Our Flexiplex tool is used to demultiplex the dataset.

Install

For more information, see Install.

For x64 Linux, run:

curl --proto '=https' --tlsv1.2 -LsSf "https://github.com/DavidsonGroup/nailpolish/releases/download/nightly_develop/nailpolish" -o nailpolish
chmod +x nailpolish

Get test files

Download the scmixology2 subset reads using:

wget https://github.com/DavidsonGroup/nailpolish/releases/download/sample-fastq-for-quickstart/scmixology2_sample.fastq

Indexation

For more information, see nailpolish index.

By default, nailpolish expects the barcode and UMI to be in the @BC_UMI format at the start of the header. Alternative barcode and UMI formats can be provided through either a preset (one of bc-umi, umi-tools, illumina) or a custom barcode regex.

# write the index file to `index.tsv`
nailpolish index --index index.tsv scmixology2_sample.fastq

Summary of duplicate count

For more information, see nailpolish summary.

A .html file can be generated to summarise some key statistics about the input reads. The output file is written to summary.html by default.

nailpolish summary index.tsv

nailpolish summary

Consensus call duplicates

For more information, see nailpolish call.

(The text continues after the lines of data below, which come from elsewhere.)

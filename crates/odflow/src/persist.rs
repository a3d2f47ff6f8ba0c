//! Writing the output layer, falling back through encodings until one writes
//! and reads back intact.

use std::path::Path;

use log::{info, warn};

use crate::error::{Attempts, PipelineError, Result};
use crate::io::{LayerSink, LayerSource};
use crate::layer::SpatialLayer;

/// Tried after the preferred output encoding.
pub const FALLBACK_OUTPUT_ENCODINGS: &[&str] = &["gbk", "utf-8"];

/// `preferred` followed by `fallbacks`, without case-insensitive repeats.
pub fn encoding_chain<E: AsRef<str>>(preferred: Option<&str>, fallbacks: &[E]) -> Vec<String> {
    let mut chain: Vec<String> = Vec::with_capacity(fallbacks.len() + 1);

    for label in preferred.into_iter().chain(fallbacks.iter().map(AsRef::as_ref)) {
        if !chain.iter().any(|seen| seen.eq_ignore_ascii_case(label)) {
            chain.push(label.to_owned());
        }
    }

    chain
}

fn write_and_verify<IO>(io: &IO, layer: &SpatialLayer, path: &Path, encoding: &str) -> std::result::Result<(), String>
where
    IO: LayerSource + LayerSink + ?Sized,
{
    if let Some(parent) = path.parent().filter(|p| !p.as_os_str().is_empty()) {
        std::fs::create_dir_all(parent).map_err(|e| format!("{}: {e}", parent.display()))?;
    }

    io.write(layer, path, encoding).map_err(|e| e.to_string())?;

    let back = io.load(path, Some(encoding)).map_err(|e| format!("read-back: {e}"))?;
    if back.len() != layer.len() {
        return Err(format!(
            "read-back has {} features, expected {}",
            back.len(),
            layer.len()
        ));
    }

    Ok(())
}

/// Save `layer` to `path` under the first encoding of the chain that works.
/// Returns that encoding.
pub fn save<IO, E>(
    io: &IO,
    layer: &SpatialLayer,
    path: &Path,
    preferred: Option<&str>,
    fallbacks: &[E],
) -> Result<String>
where
    IO: LayerSource + LayerSink + ?Sized,
    E: AsRef<str>,
{
    let mut attempts = Attempts::default();

    for encoding in encoding_chain(preferred, fallbacks) {
        match write_and_verify(io, layer, path, &encoding) {
            Ok(()) => {
                info!(
                    "Saved {} features to {} ({})",
                    layer.len(),
                    path.display(),
                    encoding
                );
                return Ok(encoding);
            }
            Err(reason) => {
                warn!("Saving as {} failed: {}", encoding, reason);
                io.discard(path);
                attempts.0.push((encoding, reason));
            }
        }
    }

    Err(PipelineError::PersistenceFailure { path: path.to_path_buf(), attempts })
}

#[cfg(test)]
mod tests {
    use super::*;
    use crate::error::LayerError;
    use crate::io::ShapefileIo;
    use crate::layer::{FieldDef, FieldValue};
    use geo::{point, Geometry, Line};
    use std::cell::RefCell;

    fn lines() -> SpatialLayer {
        let mut layer = SpatialLayer::new(vec![FieldDef::integer("Origin_TAZ"), FieldDef::text("备注")], None);
        for i in 0..3 {
            layer.push(
                Some(Geometry::Line(Line::new(point!(x: 0.0, y: 0.0), point!(x: i as f64, y: 1.0)))),
                vec![FieldValue::Integer(i), FieldValue::Text("东".into())],
            );
        }
        layer
    }

    #[test]
    fn chain_deduplicates_case_insensitively() {
        assert_eq!(encoding_chain(Some("GBK"), FALLBACK_OUTPUT_ENCODINGS), vec!["GBK", "utf-8"]);
        assert_eq!(encoding_chain(None, FALLBACK_OUTPUT_ENCODINGS), vec!["gbk", "utf-8"]);
        assert_eq!(
            encoding_chain(Some("utf-16"), FALLBACK_OUTPUT_ENCODINGS),
            vec!["utf-16", "gbk", "utf-8"]
        );
    }

    #[test]
    fn saved_layer_reads_back() {
        let dir = tempfile::tempdir().unwrap();
        let path = dir.path().join("out/nested/lines.shp");

        let used = save(&ShapefileIo, &lines(), &path, Some("utf-8"), FALLBACK_OUTPUT_ENCODINGS).unwrap();
        assert_eq!(used, "utf-8");

        let back = ShapefileIo.load(&path, Some("utf-8")).unwrap();
        assert_eq!(back.len(), 3);
        assert_eq!(back.features[2].values[1], FieldValue::Text("东".into()));
        assert_eq!(std::fs::read_to_string(dir.path().join("out/nested/lines.cpg")).unwrap(), "UTF-8");
    }

    #[test]
    fn unwritable_preferred_falls_through() {
        let dir = tempfile::tempdir().unwrap();
        let path = dir.path().join("lines.shp");

        let used = save(&ShapefileIo, &lines(), &path, Some("utf-16"), FALLBACK_OUTPUT_ENCODINGS).unwrap();
        assert_eq!(used, "gbk");
        assert_eq!(ShapefileIo.load(&path, Some("gbk")).unwrap().len(), 3);
    }

    /// Writes nothing and fails every time.
    #[derive(Default)]
    struct Broken {
        discarded: RefCell<usize>,
    }

    impl LayerSource for Broken {
        fn load(&self, path: &Path, _: Option<&str>) -> std::result::Result<SpatialLayer, LayerError> {
            Err(LayerError::Geometry { path: path.to_path_buf(), detail: "never".into() })
        }
    }

    impl LayerSink for Broken {
        fn write(&self, _: &SpatialLayer, path: &Path, encoding: &str) -> std::result::Result<(), LayerError> {
            Err(LayerError::Geometry { path: path.to_path_buf(), detail: format!("disk full ({encoding})") })
        }

        fn discard(&self, _: &Path) {
            *self.discarded.borrow_mut() += 1;
        }
    }

    #[test]
    fn exhausted_chain_lists_every_attempt() {
        let dir = tempfile::tempdir().unwrap();
        let broken = Broken::default();

        let err = save(&broken, &lines(), &dir.path().join("x.shp"), Some("latin1"), FALLBACK_OUTPUT_ENCODINGS)
            .unwrap_err();

        match err {
            PipelineError::PersistenceFailure { attempts, .. } => {
                let tried: Vec<&str> = attempts.0.iter().map(|(e, _)| e.as_str()).collect();
                assert_eq!(tried, vec!["latin1", "gbk", "utf-8"]);
                assert!(attempts.0[1].1.contains("disk full (gbk)"));
            }
            other => panic!("expected a persistence failure, got {other:?}"),
        }
        assert_eq!(*broken.discarded.borrow(), 3);
    }
}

By consensus calling duplicates, only one read is returned per UMI group. For singleton reads, there is no change (apart from including UMI group information in the header).

nailpolish call \
  --index index.tsv \
  --input scmixology2_sample.fastq \
  --output scmixology2_sample_consensus_called.fastq \
  --threads 4

There are alternative parameters which can be passed to configure the output. See the nailpolish call documentation for more.